Rose'yi küçücük mekanlarda desteklediğiniz çılgın zamanları dün gibi hala hatırlayabilirsiniz. Yine de bir şekilde göz açıp kapayıncaya kadar kendinizi onun çıktığı mekanları on binlerce kişiye satmasını izlerken buldunuz.

"O zamanlar bazen daha mutluydun," diye fısıldadın, "şimdi mücadele ettiğini görmekten nefret ediyorum."

Omuzlarını silkti, kolunu seninkinin üzerine attı, zaman zaman baskıya katkıda bulunsa da, tüm bunlar kariyeriyle birlikte gelen paketin bir parçasıydı.

"Hepsi işin sadece bir parçası."

"Nasıl?" “Burada kimse seninle benim ve diğerleri gibi eskisi ilgilenmiyor” diye sorguladın. Etrafında seni destekleyebilecek insanlara sahip olmaktan hoşlandığını bildiğim halde, bunu tek başına yaşamak zorunda olman hiç adil değil."

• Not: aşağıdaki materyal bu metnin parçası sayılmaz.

//! API error type and [`axum::response::IntoResponse`] implementation.

use axum::{
  Json,
  extract::rejection::{JsonRejection, PathRejection, QueryRejection},
  http::{HeaderValue, StatusCode, header},
  response::{IntoResponse, Response},
};
use credence_core::store::StoreError;
use serde_json::json;
use thiserror::Error;

/// An error returned by an API handler. Every variant renders as
/// `{"error": "<message>"}`.
#[derive(Debug, Error)]
pub enum ApiError {
  #[error("{0}")]
  Validation(String),

  #[error("{0}")]
  Unauthenticated(String),

  #[error("{0}")]
  Forbidden(String),

  #[error("{0}")]
  NotFound(String),

  /// A uniqueness collision. Rendered as 400, not 409.
  #[error("{0}")]
  Conflict(String),

  #[error("store error: {0}")]
  Store(#[source] Box<dyn std::error::Error + Send + Sync>),

  /// Hashing or token signing failed.
  #[error("internal error: {0}")]
  Internal(String),
}

impl ApiError {
  /// Map a backend error, surfacing any domain failure it carries.
  pub fn from_store<E: StoreError>(e: E) -> Self {
    match e.domain() {
      Some(domain) => Self::from_domain(domain),
      None => ApiError::Store(Box::new(e)),
    }
  }

  fn from_domain(e: &credence_core::Error) -> Self {
    use credence_core::Error as E;
    match e {
      E::UserNotFound(_) => ApiError::NotFound("User not found".into()),
      E::ClaimNotFound(_) => ApiError::NotFound("Claim not found".into()),
      E::EvidenceNotFound(_) => ApiError::NotFound("Evidence not found".into()),
      E::CommentNotFound(_) => ApiError::NotFound("Comment not found".into()),
      E::EmailTaken => ApiError::Conflict("Email already registered".into()),
      E::UsernameTaken => ApiError::Conflict("Username already taken".into()),
      E::ParentCommentMismatch { .. } => ApiError::Validation(
        "Parent comment belongs to a different claim".into(),
      ),
      E::UnknownStatus(_)
      | E::UnknownEvidenceType(_)
      | E::UnknownVoteType(_) => ApiError::Validation(e.to_string()),
    }
  }
}

impl From<JsonRejection> for ApiError {
  fn from(rejection: JsonRejection) -> Self {
    ApiError::Validation(rejection.body_text())
  }
}

impl From<QueryRejection> for ApiError {
  fn from(rejection: QueryRejection) -> Self {
    ApiError::Validation(rejection.body_text())
  }
}

impl From<PathRejection> for ApiError {
  fn from(_: PathRejection) -> Self { ApiError::Validation("Invalid id".into()) }
}

impl IntoResponse for ApiError {
  fn into_response(self) -> Response {
    let (status, message) = match &self {
      ApiError::Validation(m) | ApiError::Conflict(m) => {
        (StatusCode::BAD_REQUEST, m.clone())
      }
      ApiError::Unauthenticated(m) => (StatusCode::UNAUTHORIZED, m.clone()),
      ApiError::Forbidden(m) => (StatusCode::FORBIDDEN, m.clone()),
      ApiError::NotFound(m) => (StatusCode::NOT_FOUND, m.clone()),
      ApiError::Store(_) | ApiError::Internal(_) => {
        tracing::error!(error = %self, "request failed");
        (StatusCode::INTERNAL_SERVER_ERROR, "internal server error".to_owned())
      }
    };

    let mut res = (status, Json(json!({ "error": message }))).into_response();
    if status == StatusCode::UNAUTHORIZED {
      res
        .headers_mut()
        .insert(header::WWW_AUTHENTICATE, HeaderValue::from_static("Bearer"));
    }
    res
  }
}
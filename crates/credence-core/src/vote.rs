//! Votes and the per-claim tally.
//!
//! Each (claim, user) pair holds at most one vote. Re-voting changes
//! `vote_type` on the existing row; removing deletes it.

use std::{fmt, str::FromStr};

use chrono::{DateTime, Utc};
use serde::{Deserialize, Serialize};
use uuid::Uuid;

use crate::Error;

#[derive(Debug, Clone, Copy, PartialEq, Eq, Serialize, Deserialize)]
#[serde(rename_all = "lowercase")]
pub enum VoteType {
  Upvote,
  Downvote,
}

impl VoteType {
  pub fn as_str(self) -> &'static str {
    match self {
      Self::Upvote => "upvote",
      Self::Downvote => "downvote",
    }
  }
}

impl fmt::Display for VoteType {
  fn fmt(&self, f: &mut fmt::Formatter<'_>) -> fmt::Result {
    f.write_str(self.as_str())
  }
}

impl FromStr for VoteType {
  type Err = Error;

  fn from_str(s: &str) -> Result<Self, Self::Err> {
    match s {
      "upvote" => Ok(Self::Upvote),
      "downvote" => Ok(Self::Downvote),
      other => Err(Error::UnknownVoteType(other.to_owned())),
    }
  }
}

#[derive(Debug, Clone, PartialEq, Eq, Serialize, Deserialize)]
pub struct Vote {
  pub id:         Uuid,
  pub claim_id:   Uuid,
  pub user_id:    Uuid,
  pub vote_type:  VoteType,
  pub created_at: DateTime<Utc>,
}

/// Vote counts for one claim, computed from the vote rows themselves.
#[derive(Debug, Clone, Copy, PartialEq, Eq, Default, Serialize, Deserialize)]
pub struct VoteTally {
  pub upvotes:           u32,
  pub downvotes:         u32,
  pub total_votes:       u32,
  pub credibility_score: i64,
}

impl VoteTally {
  pub fn new(upvotes: u32, downvotes: u32) -> Self {
    Self {
      upvotes,
      downvotes,
      total_votes: upvotes + downvotes,
      credibility_score: i64::from(upvotes) - i64::from(downvotes),
    }
  }
}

Söylediğin her kelime doğruydu ve Rose bunu biliyordu. Zihni elindeki işe odaklanmaya şartlanmıştı, etrafındakileri de unutmuştu. Senin gibiler, ona her zaman kendine de bakması gerektiğini hatırlattı.

"Sadece bu gece yanımda olmandan zevk almak istiyorum," diye itiraf etti, "iş ve onunla birlikte gelen her şey şu anda başka bir gün için endişeleniyor. Şimdi bunun hakkında endişelenmeye devam etmek için kendi başıma çok fazla zaman harcadım.”

"O zaman bu geri dönüşün geri kalanında hiçbir yere gitmeyi planlamıyorum, bu iyi bir iş," dedin gülümseyerek.

Gözleri kocaman açıldı ve sana inanamaz bir sisle baktı. Hiçbir şey söylemeden başını salladı ve ona karşı dürüst olduğuna dair güvence verdi.

Birkaç dakika sonra, omuzlarınızı saran tutuşunu sıkılaştıran en küçük kıkırdamalar geldi. "En çok ihtiyacım olduğunda yanımda olacağına her zaman güvenebileceğimi bilmeliydim, beni daha önce hiç hayal kırıklığına uğratmadın."

"Ben de seni asla hayal kırıklığına uğratmayacağım, bunu birlikte atlatacağız," diye söz verdin, "ve senin de önceliğin olduğundan emin ol."

"Sen en iyisisin, bunu biliyor musun?"

"Pekala, bundan daha önce bir ya da iki kez bahsetmiş olabilirsin."